Some gene transcripts have cellular functions as regulatory noncoding RNAs. For example, ∼23-nucleotide (nt)-long siRNAs are loaded into Argonaute proteins. The resultant ribonucleoprotein assembly, the RNA-induced silencing complex (RISC), cleaves RNAs that are extensively base-paired with the loaded siRNA. To date, base complementarity is recognized as the major determinant of specific target cleavage (or slicing), but little is known about how Argonaute inspects base pairing before cleavage. A hallmark of Argonaute proteins is their bilobal structure, but despite the significance of this structure for curtailing slicing activity against mismatched targets, the molecular mechanism remains elusive.
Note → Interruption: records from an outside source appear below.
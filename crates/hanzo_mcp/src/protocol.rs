//! MCP Protocol Types (JSON-RPC 2.0)
//!
//! Wire format for the Model Context Protocol as this server speaks it.
//!
//! # Wire Format
//!
//! All messages are JSON-RPC 2.0, newline-delimited over stdio or carried in
//! SSE `data:` frames over HTTP.
//!
//! ## Request
//! ```json
//! {
//!   "jsonrpc": "2.0",
//!   "id": 1,
//!   "method": "tools/call",
//!   "params": { "name": "read_file", "arguments": { "path": "/data/a.txt" } }
//! }
//! ```
//!
//! ## Response (success)
//! ```json
//! {
//!   "jsonrpc": "2.0",
//!   "id": 1,
//!   "result": { "content": [{"type": "text", "text": "1: hello"}] }
//! }
//! ```

use serde::{Deserialize, Serialize};
use serde_json::Value;

/// JSON-RPC 2.0 version string
pub const JSONRPC_VERSION: &str = "2.0";

/// MCP protocol version
pub const MCP_PROTOCOL_VERSION: &str = "2024-11-05";

/// JSON-RPC request
#[derive(Debug, Clone, Serialize, Deserialize)]
pub struct JsonRpcRequest {
    /// Must be "2.0"
    pub jsonrpc: String,

    /// Request ID (number or string); absent for notifications
    #[serde(skip_serializing_if = "Option::is_none")]
    pub id: Option<RequestId>,

    /// Method name
    pub method: String,

    /// Parameters (optional)
    #[serde(skip_serializing_if = "Option::is_none")]
    pub params: Option<Value>,
}

impl JsonRpcRequest {
    /// True when the message is a notification (no response expected).
    pub fn is_notification(&self) -> bool {
        self.id.is_none()
    }
}

/// JSON-RPC response
#[derive(Debug, Clone, Serialize, Deserialize)]
pub struct JsonRpcResponse {
    /// Must be "2.0"
    pub jsonrpc: String,

    /// Request ID (must match request)
    pub id: Option<RequestId>,

    /// Result (mutually exclusive with error)
    #[serde(skip_serializing_if = "Option::is_none")]
    pub result: Option<Value>,

    /// Error (mutually exclusive with result)
    #[serde(skip_serializing_if = "Option::is_none")]
    pub error: Option<JsonRpcError>,
}

impl JsonRpcResponse {
    /// Create a success response
    pub fn success(id: Option<RequestId>, result: Value) -> Self {
        Self {
            jsonrpc: JSONRPC_VERSION.to_string(),
            id,
            result: Some(result),
            error: None,
        }
    }

    /// Create an error response
    pub fn error(id: Option<RequestId>, error: JsonRpcError) -> Self {
        Self {
            jsonrpc: JSONRPC_VERSION.to_string(),
            id,
            result: None,
            error: Some(error),
        }
    }
}

/// Request ID (number or string per the JSON-RPC spec)
#[derive(Debug, Clone, Serialize, Deserialize, PartialEq, Eq, Hash)]
#[serde(untagged)]
pub enum RequestId {
    Number(i64),
    String(String),
}

impl std::fmt::Display for RequestId {
    fn fmt(&self, f: &mut std::fmt::Formatter<'_>) -> std::fmt::Result {
        match self {
            Self::Number(n) => write!(f, "{}", n),
            Self::String(s) => write!(f, "{}", s),
        }
    }
}

/// JSON-RPC error object
#[derive(Debug, Clone, Serialize, Deserialize)]
pub struct JsonRpcError {
    /// Error code
    pub code: i32,

    /// Human-readable message
    pub message: String,

    /// Additional data (optional)
    #[serde(skip_serializing_if = "Option::is_none")]
    pub data: Option<Value>,
}

impl JsonRpcError {
    /// Create a new error
    pub fn new(code: ErrorCode, message: impl Into<String>) -> Self {
        Self {
            code: code.as_i32(),
            message: message.into(),
            data: None,
        }
    }

    /// Create error with additional data
    pub fn with_data(code: ErrorCode, message: impl Into<String>, data: Value) -> Self {
        Self {
            code: code.as_i32(),
            message: message.into(),
            data: Some(data),
        }
    }
}

/// Standard JSON-RPC error codes
#[derive(Debug, Clone, Copy, PartialEq, Eq)]
pub enum ErrorCode {
    /// Invalid JSON (-32700)
    ParseError,
    /// Invalid request object (-32600)
    InvalidRequest,
    /// Method not found (-32601)
    MethodNotFound,
    /// Invalid method parameters (-32602)
    InvalidParams,
    /// Internal error (-32603)
    InternalError,
    /// Application error (reserved: -32000 to -32099)
    ServerError(i32),
}

impl ErrorCode {
    /// Convert to JSON-RPC error code
    pub fn as_i32(self) -> i32 {
        match self {
            Self::ParseError => -32700,
            Self::InvalidRequest => -32600,
            Self::MethodNotFound => -32601,
            Self::InvalidParams => -32602,
            Self::InternalError => -32603,
            Self::ServerError(code) => code,
        }
    }
}

// ============================================================================
// MCP-Specific Message Types
// ============================================================================

/// MCP Initialize request params
#[derive(Debug, Clone, Default, Serialize, Deserialize)]
#[serde(rename_all = "camelCase")]
pub struct InitializeParams {
    /// Protocol version the client supports
    #[serde(default)]
    pub protocol_version: String,

    /// Client capabilities
    #[serde(default)]
    pub capabilities: Value,

    /// Client info
    #[serde(default)]
    pub client_info: Option<ClientInfo>,
}

/// Client info
#[derive(Debug, Clone, Serialize, Deserialize)]
pub struct ClientInfo {
    /// Client name
    pub name: String,

    /// Client version
    #[serde(default)]
    pub version: String,
}

/// MCP Initialize result
#[derive(Debug, Clone, Serialize, Deserialize)]
#[serde(rename_all = "camelCase")]
pub struct InitializeResult {
    /// Protocol version the server is using
    pub protocol_version: String,

    /// Server capabilities
    pub capabilities: ServerCapabilities,

    /// Server info
    pub server_info: ServerInfo,
}

/// Capability flags advertised on initialize.
#[derive(Debug, Clone, Default, Serialize, Deserialize)]
pub struct ServerCapabilities {
    /// Tool catalog is available
    pub tools: bool,

    /// Continuation cursors are supported on tool results
    pub cursors: bool,

    /// `$/cancel` notifications are honoured
    pub cancellation: bool,

    /// SSE transport is available in this build
    pub sse: bool,
}

/// Server info
#[derive(Debug, Clone, Serialize, Deserialize)]
pub struct ServerInfo {
    /// Server name
    pub name: String,

    /// Server version
    pub version: String,
}

/// Tool definition for tools/list response
#[derive(Debug, Clone, Serialize, Deserialize)]
#[serde(rename_all = "camelCase")]
pub struct ToolDefinition {
    /// Tool name (e.g., "read_file")
    pub name: String,

    /// Human-readable description
    pub description: String,

    /// JSON Schema for input parameters
    pub input_schema: Value,

    /// Category tag
    pub category: String,
}

/// Tools list result
#[derive(Debug, Clone, Serialize, Deserialize)]
pub struct ToolsListResult {
    /// Available tools
    pub tools: Vec<ToolDefinition>,
}

/// Tool call params
#[derive(Debug, Clone, Serialize, Deserialize)]
pub struct ToolCallParams {
    /// Tool name
    pub name: String,

    /// Tool arguments
    #[serde(default)]
    pub arguments: Value,

    /// Continuation cursor from a previous budget-capped response
    #[serde(default, skip_serializing_if = "Option::is_none")]
    pub cursor: Option<String>,

    /// Overall invocation deadline in milliseconds
    #[serde(default, skip_serializing_if = "Option::is_none")]
    pub deadline_ms: Option<u64>,
}

/// `$/cancel` notification params
#[derive(Debug, Clone, Serialize, Deserialize)]
pub struct CancelParams {
    /// ID of the request to cancel
    pub id: RequestId,
}

/// Tool call result
#[derive(Debug, Clone, Serialize, Deserialize)]
pub struct ToolCallResult {
    /// Result content
    pub content: Vec<ContentBlock>,

    /// Cursor resuming the undelivered remainder, if any
    #[serde(default, skip_serializing_if = "Option::is_none")]
    pub next_cursor: Option<String>,

    /// Whether the tool call resulted in an error
    #[serde(default, skip_serializing_if = "std::ops::Not::not")]
    pub is_error: bool,
}

impl ToolCallResult {
    /// A plain success result with no continuation.
    pub fn text(s: impl Into<String>) -> Self {
        Self {
            content: vec![ContentBlock::text(s)],
            next_cursor: None,
            is_error: false,
        }
    }
}

/// Content block in tool result
#[derive(Debug, Clone, Serialize, Deserialize)]
#[serde(tag = "type", rename_all = "camelCase")]
pub enum ContentBlock {
    /// Text content
    #[serde(rename = "text")]
    Text {
        /// The text content
        text: String,
    },

    /// Structured JSON content
    #[serde(rename = "json")]
    Json {
        /// The structured payload
        data: Value,
    },

    /// Embedded resource reference
    #[serde(rename = "resource")]
    Resource {
        /// Resource locator (e.g. a spill file path)
        uri: String,
    },
}

impl ContentBlock {
    /// Create a text content block
    pub fn text(s: impl Into<String>) -> Self {
        Self::Text { text: s.into() }
    }

    /// Create a structured JSON content block
    pub fn json(data: Value) -> Self {
        Self::Json { data }
    }
}

// ============================================================================
// MCP Methods
// ============================================================================

/// Known MCP methods
pub mod methods {
    /// Initialize the connection
    pub const INITIALIZE: &str = "initialize";
    /// Notification that initialization is complete
    pub const INITIALIZED: &str = "notifications/initialized";
    /// List available tools
    pub const TOOLS_LIST: &str = "tools/list";
    /// Call a tool
    pub const TOOLS_CALL: &str = "tools/call";
    /// Cancel an in-flight request (notification)
    pub const CANCEL: &str = "$/cancel";
    /// Ping (keepalive)
    pub const PING: &str = "ping";
    /// Graceful exit
    pub const SHUTDOWN: &str = "shutdown";
}

#[cfg(test)]
mod tests {
    use super::*;

    #[test]
    fn request_serialization() {
        let req = JsonRpcRequest {
            jsonrpc: JSONRPC_VERSION.to_string(),
            id: Some(RequestId::Number(1)),
            method: "tools/call".to_string(),
            params: Some(serde_json::json!({
                "name": "read_file",
                "arguments": { "path": "/data/a.txt" }
            })),
        };

        let json = serde_json::to_string(&req).unwrap();
        assert!(json.contains("jsonrpc"));
        assert!(json.contains("tools/call"));
    }

    #[test]
    fn notification_has_no_id() {
        let raw = r#"{"jsonrpc":"2.0","method":"$/cancel","params":{"id":7}}"#;
        let req: JsonRpcRequest = serde_json::from_str(raw).unwrap();
        assert!(req.is_notification());

        let params: CancelParams = serde_json::from_value(req.params.unwrap()).unwrap();
        assert_eq!(params.id, RequestId::Number(7));
    }

    #[test]
    fn response_success_and_error_are_exclusive() {
        let ok = JsonRpcResponse::success(
            Some(RequestId::String("a".into())),
            serde_json::json!({ "content": [] }),
        );
        assert!(ok.result.is_some());
        assert!(ok.error.is_none());

        let err = JsonRpcResponse::error(
            Some(RequestId::Number(1)),
            JsonRpcError::new(ErrorCode::InvalidParams, "missing required field: path"),
        );
        assert!(err.result.is_none());
        assert_eq!(err.error.unwrap().code, -32602);
    }

    #[test]
    fn error_codes() {
        assert_eq!(ErrorCode::ParseError.as_i32(), -32700);
        assert_eq!(ErrorCode::InvalidRequest.as_i32(), -32600);
        assert_eq!(ErrorCode::MethodNotFound.as_i32(), -32601);
        assert_eq!(ErrorCode::InvalidParams.as_i32(), -32602);
        assert_eq!(ErrorCode::InternalError.as_i32(), -32603);
        assert_eq!(ErrorCode::ServerError(-32001).as_i32(), -32001);
    }

    #[test]
    fn tool_call_params_accept_cursor_and_deadline() {
        let raw = r#"{"name":"search","arguments":{"pattern":"x"},"cursor":"abc","deadline_ms":5000}"#;
        let params: ToolCallParams = serde_json::from_str(raw).unwrap();
        assert_eq!(params.cursor.as_deref(), Some("abc"));
        assert_eq!(params.deadline_ms, Some(5000));
    }

    #[test]
    fn content_block_wire_tags() {
        let text = serde_json::to_value(ContentBlock::text("hi")).unwrap();
        assert_eq!(text["type"], "text");

        let json = serde_json::to_value(ContentBlock::json(serde_json::json!({"k": 1}))).unwrap();
        assert_eq!(json["type"], "json");
    }
}
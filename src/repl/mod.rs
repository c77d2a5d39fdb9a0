//! Interactive dictionary session.
//!
//! Provides a REPL-style interface: words are looked up in the active
//! dictionary, lines starting with a dot are commands.

/// Dot command parsing and completion.
pub mod command;
mod session;
mod ui;

pub use session::Session;
pub use ui::print_error;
Here, our structural and functional studies of a bilobed yeast Argonaute protein and its isolated catalytic C-terminal lobe (C-lobe) revealed that the C-lobe alone retains almost all properties of bilobed Argonaute: siRNA-duplex loading, passenger cleavage/ejection, and siRNA-dependent RNA cleavage. A 2.1 Å-resolution crystal structure revealed that the catalytic C-lobe mirrors the bilobed Argonaute in terms of guide-RNA recognition and that all requirements for transitioning to the catalytically active conformation reside in the C-lobe. Nevertheless, we found that in the absence of the N-terminal lobe (N-lobe), target RNAs are scanned for complementarity only at positions 5-14 on a 23-nt guide RNA before endonucleolytic cleavage, thereby allowing for some off-target cleavage. Of note, acquisition of an N-lobe expanded the range of the guide RNA strand used for inspecting target complementarity to positions 2-23. These findings offer clues to the evolution of the bilobal structure of catalytically active Argonaute proteins.